Krytycy Trumpa podejrzewają, że to zaledwie zapowiedź konfliktów, które nadejdą, gdy na powierzchnię wyjdą nieodłączne sprzeczności koalicji Trumpa. Steve’a Schmidtastrateg polityczny i były pracownik kampanii George’a W. Busha i Johna McCaina, powiedział: „Stanowiska Steve’a Bannona – a on jest ideologiem tego wszystkiego – nie da się pogodzić z stanowiskiem Elona Muska, który jest największym globalistą; to pierwszy na świecie bilioner.
„Istniał zbiór interesów, które się połączyły – lub które łączyło pragnienie spalenia rzeczy lub przejęcia nad nimi władzy – a które obecnie są sprzeczne ze stanowiskami nie do pogodzenia. Stanowisko polityczne Donalda Trumpa charakteryzuje się fundamentalną słabością”.
Schmidt przewidział, że podczas swojej inauguracji 20 stycznia Trump obiecuje „znowu uczynić Amerykę wielką”: „Będzie w stanie rozwiązać poprzez proklamację każdy problem każdej grupy z wyjątkiem waszego, którego nie będzie miał władzy naprawić, a to będzie początek końca, upadku i wielkiego rozczarowania.”
Tymczasem dominacja Trumpa w rządzie jest bardziej krucha, niż mogło się wydawać w listopadzie. Najpierw wywołany skandalami wybór na prokuratora generalnego, Matta Gaetzanie dotarł nawet na przesłuchania zatwierdzające w Senacie.
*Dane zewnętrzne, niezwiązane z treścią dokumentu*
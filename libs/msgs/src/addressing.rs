//! Request addressing embedded in nearly every outgoing request.
//!
//! Three alternative modes select what an operation acts on: explicit
//! names, a label selector, or every resource in the namespace. The caller
//! decides precedence when several are populated; this type only carries
//! whatever was populated, unchanged, onto the wire.

use serde::{Deserialize, Serialize};

use crate::error::AddressingError;
use crate::CLIENT_VERSION;

/// Which addressing mode a request uses.
#[derive(Debug, Clone, Copy, PartialEq, Eq)]
pub enum AddressingMode {
    Names,
    Selector,
    All,
}

/// Namespace, target and version tag shared by request messages.
///
/// Request structs embed this with `#[serde(flatten)]` so the fields sit at
/// the top level of the JSON body.
#[derive(Debug, Clone, PartialEq, Eq, Serialize, Deserialize)]
pub struct Addressing {
    #[serde(rename = "Namespace")]
    pub namespace: String,

    #[serde(rename = "Args", default, deserialize_with = "crate::de::nullable")]
    pub names: Vec<String>,

    #[serde(rename = "Selector", default)]
    pub selector: String,

    #[serde(rename = "AllFlag", default)]
    pub all: bool,

    #[serde(rename = "ClientVersion")]
    pub client_version: String,
}

impl Addressing {
    /// Addressing for `namespace` with no target yet, tagged with this
    /// client's version.
    pub fn new(namespace: impl Into<String>) -> Self {
        Self {
            namespace: namespace.into(),
            names: Vec::new(),
            selector: String::new(),
            all: false,
            client_version: CLIENT_VERSION.to_string(),
        }
    }

    #[must_use]
    pub fn with_names<I, S>(mut self, names: I) -> Self
    where
        I: IntoIterator<Item = S>,
        S: Into<String>,
    {
        self.names = names.into_iter().map(Into::into).collect();
        self
    }

    #[must_use]
    pub fn with_selector(mut self, selector: impl Into<String>) -> Self {
        self.selector = selector.into();
        self
    }

    #[must_use]
    pub fn with_all(mut self, all: bool) -> Self {
        self.all = all;
        self
    }

    /// A copy addressed at exactly one name, keeping namespace and version.
    #[must_use]
    pub fn for_name(&self, name: impl Into<String>) -> Self {
        Self {
            namespace: self.namespace.clone(),
            names: vec![name.into()],
            selector: String::new(),
            all: false,
            client_version: self.client_version.clone(),
        }
    }

    /// Populated addressing modes, in the order names, selector, all.
    pub fn modes(&self) -> Vec<AddressingMode> {
        let mut modes = Vec::with_capacity(3);
        if !self.names.is_empty() {
            modes.push(AddressingMode::Names);
        }
        if !self.selector.trim().is_empty() {
            modes.push(AddressingMode::Selector);
        }
        if self.all {
            modes.push(AddressingMode::All);
        }
        modes
    }

    /// Check that at least one target mode is populated and names are sane.
    pub fn validate(&self) -> Result<(), AddressingError> {
        if self.names.iter().any(|name| name.trim().is_empty()) {
            return Err(AddressingError::EmptyName);
        }
        if self.modes().is_empty() {
            return Err(AddressingError::NoTarget);
        }
        Ok(())
    }

    /// Check that the namespace is set, for operations scoped to one.
    pub fn validate_namespace(&self) -> Result<(), AddressingError> {
        if self.namespace.trim().is_empty() {
            return Err(AddressingError::EmptyNamespace);
        }
        Ok(())
    }

    /// Query-string form for read operations issued as GET.
    ///
    /// Names are carried in the path by those endpoints, so only the
    /// selector, namespace, version and all flag appear here.
    pub fn query_pairs(&self) -> Vec<(&'static str, String)> {
        let mut pairs = vec![
            ("selector", self.selector.clone()),
            ("namespace", self.namespace.clone()),
            ("version", self.client_version.clone()),
        ];
        if self.all {
            pairs.push(("all", "true".to_string()));
        }
        pairs
    }
}

/// Cluster targeting used by the pgBouncer and pgAdmin show and update
/// requests, which name clusters as `ClusterNames` and have no all flag.
#[derive(Debug, Clone, PartialEq, Eq, Serialize, Deserialize)]
pub struct ClusterSelection {
    #[serde(rename = "Namespace")]
    pub namespace: String,

    #[serde(rename = "ClusterNames", default, deserialize_with = "crate::de::nullable")]
    pub cluster_names: Vec<String>,

    #[serde(rename = "Selector", default)]
    pub selector: String,

    #[serde(rename = "ClientVersion")]
    pub client_version: String,
}

impl From<Addressing> for ClusterSelection {
    fn from(addressing: Addressing) -> Self {
        Self {
            namespace: addressing.namespace,
            cluster_names: addressing.names,
            selector: addressing.selector,
            client_version: addressing.client_version,
        }
    }
}

#[cfg(test)]
mod tests {
    use super::*;

    #[test]
    fn new_addressing_carries_client_version() {
        let addressing = Addressing::new("pgo");
        assert_eq!(addressing.client_version, CLIENT_VERSION);
        assert_eq!(addressing.validate(), Err(AddressingError::NoTarget));
    }

    #[test]
    fn any_single_mode_is_enough() {
        let ns = Addressing::new("pgo");
        assert!(ns.clone().with_names(["hippo"]).validate().is_ok());
        assert!(ns.clone().with_selector("env=prod").validate().is_ok());
        assert!(ns.with_all(true).validate().is_ok());
    }

    #[test]
    fn blank_selector_does_not_count() {
        let addressing = Addressing::new("pgo").with_selector("   ");
        assert_eq!(addressing.validate(), Err(AddressingError::NoTarget));
    }

    #[test]
    fn empty_name_is_rejected() {
        let addressing = Addressing::new("pgo").with_names(["hippo", ""]);
        assert_eq!(addressing.validate(), Err(AddressingError::EmptyName));
    }

    #[test]
    fn all_populated_modes_are_transmitted() {
        let addressing = Addressing::new("pgo")
            .with_names(["a", "b"])
            .with_selector("env=prod")
            .with_all(true);

        assert_eq!(
            addressing.modes(),
            vec![
                AddressingMode::Names,
                AddressingMode::Selector,
                AddressingMode::All
            ]
        );

        let value = serde_json::to_value(&addressing).unwrap();
        assert_eq!(value["Namespace"], "pgo");
        assert_eq!(value["Args"], serde_json::json!(["a", "b"]));
        assert_eq!(value["Selector"], "env=prod");
        assert_eq!(value["AllFlag"], true);
        assert_eq!(value["ClientVersion"], CLIENT_VERSION);
    }

    #[test]
    fn for_name_drops_other_modes() {
        let base = Addressing::new("pgo").with_selector("x=y").with_all(true);
        let single = base.for_name("hippo");

        assert_eq!(single.names, vec!["hippo".to_string()]);
        assert!(single.selector.is_empty());
        assert!(!single.all);
        assert_eq!(single.namespace, "pgo");
    }

    #[test]
    fn query_pairs_include_version() {
        let pairs = Addressing::new("pgo").with_all(true).query_pairs();
        assert!(pairs.contains(&("version", CLIENT_VERSION.to_string())));
        assert!(pairs.contains(&("namespace", "pgo".to_string())));
        assert!(pairs.contains(&("all", "true".to_string())));
    }

    #[test]
    fn cluster_selection_renames_names() {
        let selection =
            ClusterSelection::from(Addressing::new("pgo").with_names(["hippo"]).with_selector("x=y"));
        let value = serde_json::to_value(&selection).unwrap();

        assert_eq!(value["ClusterNames"], serde_json::json!(["hippo"]));
        assert_eq!(value["Selector"], "x=y");
        assert!(value.get("Args").is_none());
        assert_eq!(value["ClientVersion"], CLIENT_VERSION);
    }

    proptest::proptest! {
        #[test]
        fn explicit_names_alone_always_validate(
            names in proptest::collection::vec("[a-z][a-z0-9-]{0,20}", 1..8)
        ) {
            let addressing = Addressing::new("pgo").with_names(names.clone());
            proptest::prop_assert!(addressing.validate().is_ok());
            proptest::prop_assert_eq!(addressing.modes(), vec![AddressingMode::Names]);
            proptest::prop_assert_eq!(addressing.names, names);
        }
    }
}
//! # pgoctl
//!
//! Authenticated transport and command tree for the `pgo` CLI.
//!
//! A [`Session`] binds resolved [`Credentials`] to a mutually authenticated
//! [`SecureChannel`]. Every API operation is a [`Call`] executed through the
//! session: the HTTP status is classified first, then the JSON body is decoded
//! into a response envelope whose application status the caller inspects.

pub mod api;
pub mod channel;
pub mod classify;
pub mod commands;
pub mod config;
pub mod credentials;
pub mod env;
pub mod error;
pub mod executor;
pub mod logging;
pub mod output;
pub mod session;

pub use channel::{ChannelPaths, SecureChannel, SecureChannelBuilder};
pub use classify::{classify, StatusClass};
pub use commands::Cli;
pub use credentials::{CredentialSource, CredentialStore, Credentials};
pub use env::{EnvSource, ProcessEnv};
pub use error::{CallError, CliError, SetupError};
pub use executor::Call;
pub use session::{Session, SessionOptions};
//! Context commands (saved defaults for API server and namespace).

use anyhow::Result;
use clap::{Args, Subcommand};
use serde::Serialize;

use crate::error::CliError;
use crate::output::{print_single, print_success, OutputFormat};
use crate::session::normalize_server_url;

use super::CommandContext;

/// Manage saved CLI context. Local only; nothing is sent to the server.
#[derive(Debug, Args)]
pub struct ContextCommand {
    #[command(subcommand)]
    command: ContextSubcommand,
}

#[derive(Debug, Subcommand)]
enum ContextSubcommand {
    /// Show the saved context.
    Show,

    /// Save a default namespace.
    UseNamespace {
        /// Namespace name.
        namespace: String,
    },

    /// Save a default API server URL.
    SetApiserver {
        /// Base URL, e.g. https://127.0.0.1:8443.
        url: String,
    },

    /// Clear the saved context.
    Clear,
}

#[derive(Debug, Serialize)]
struct ContextView {
    apiserver_url: Option<String>,
    namespace: Option<String>,
}

impl ContextCommand {
    pub fn run(self, ctx: &CommandContext) -> Result<()> {
        match self.command {
            ContextSubcommand::Show => show(ctx),
            ContextSubcommand::UseNamespace { namespace } => use_namespace(ctx, namespace),
            ContextSubcommand::SetApiserver { url } => set_apiserver(ctx, &url),
            ContextSubcommand::Clear => clear(ctx),
        }
    }
}

fn show(ctx: &CommandContext) -> Result<()> {
    let view = ContextView {
        apiserver_url: ctx.config.apiserver_url.clone(),
        namespace: ctx.config.context.namespace.clone(),
    };

    match ctx.format {
        OutputFormat::Json => print_single(&view),
        OutputFormat::Table => {
            println!(
                "apiserver_url: {}",
                view.apiserver_url.as_deref().unwrap_or("-")
            );
            println!("namespace: {}", view.namespace.as_deref().unwrap_or("-"));
        }
    }

    Ok(())
}

fn use_namespace(ctx: &CommandContext, namespace: String) -> Result<()> {
    let mut config = ctx.config.clone();
    config.context.namespace = Some(namespace.clone());
    config.save()?;

    match ctx.format {
        OutputFormat::Json => print_single(&serde_json::json!({ "namespace": namespace })),
        OutputFormat::Table => print_success(&format!("Default namespace set to {namespace}")),
    }
    Ok(())
}

fn set_apiserver(ctx: &CommandContext, url: &str) -> Result<()> {
    let url = normalize_server_url(url).map_err(|err| CliError::usage(err.to_string()))?;
    let mut config = ctx.config.clone();
    config.apiserver_url = Some(url.clone());
    config.save()?;

    match ctx.format {
        OutputFormat::Json => print_single(&serde_json::json!({ "apiserver_url": url })),
        OutputFormat::Table => print_success(&format!("API server set to {url}")),
    }
    Ok(())
}

fn clear(ctx: &CommandContext) -> Result<()> {
    let mut config = ctx.config.clone();
    config.apiserver_url = None;
    config.context.namespace = None;
    config.save()?;

    match ctx.format {
        OutputFormat::Json => print_single(&serde_json::json!({ "ok": true })),
        OutputFormat::Table => print_success("Cleared saved context"),
    }

    Ok(())
}
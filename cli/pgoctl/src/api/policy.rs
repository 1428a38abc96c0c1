use pgo_msgs::policy::{
    ApplyPolicyRequest, ApplyPolicyResult, CreatePolicyRequest, DeletePolicyRequest,
    ShowPolicyRequest, ShowPolicyResult,
};
use pgo_msgs::MessagesResult;

use super::{post, ApiResult};
use crate::session::Session;

pub async fn show(session: &Session, request: &ShowPolicyRequest) -> ApiResult<ShowPolicyResult> {
    post(session, "/showpolicies", request).await
}

pub async fn create(session: &Session, request: &CreatePolicyRequest) -> ApiResult<MessagesResult> {
    post(session, "/policies", request).await
}

pub async fn delete(session: &Session, request: &DeletePolicyRequest) -> ApiResult<MessagesResult> {
    post(session, "/policiesdelete", request).await
}

pub async fn apply(session: &Session, request: &ApplyPolicyRequest) -> ApiResult<ApplyPolicyResult> {
    post(session, "/policies/apply", request).await
}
Następnie Republikanie w Izbie Reprezentantów odrzucili wezwanie Trumpa i Muska do podniesienia lub zniesienia pułapu długu publicznego.
Biorąc pod uwagę niewielką większość partii, piątkowa krótka rewolta zapowiadała kłopoty w 2025 roku. Skrajnie prawicowi Republikanie są źli na Johnsona za współpracę z Demokratami przy uchwalaniu ustaw o wydatkach rządowych i pomocy zagranicznej bez nalegania na radykalne cięcia wydatków. Dla Demokratów kuszące może być wycofanie się i podziwianie chaosu.
Johna Zogby’egoautor i ankieter, zauważył, że byli prezydenci, tacy jak Lyndon Johnson, Bill Clinton i Barack Obama, stawiali czoła podzielonym partiom, ale mimo to zdołali uchwalić przepisy. Jednak Trump często stwierdzał, że jego program polityczny utknął w martwym punkcie z powodu konfliktów wewnętrznych między Republikanami podczas jego pierwszej kadencji.
„Rzeczy w tym, że Trump Two jest równie tajemniczy jak Trump One” – powiedział Zogby. „Wiemy, jaki jest tym razem program, ale potencjał powstania tak wielu konfliktów jest ogromny. On się na tym rozwija. Numerem jeden na porządku dziennym jest Donald Trump. Im więcej ci goście walczą, tym bardziej w jego mniemaniu staje się Ronaldem Reaganem ponad walką.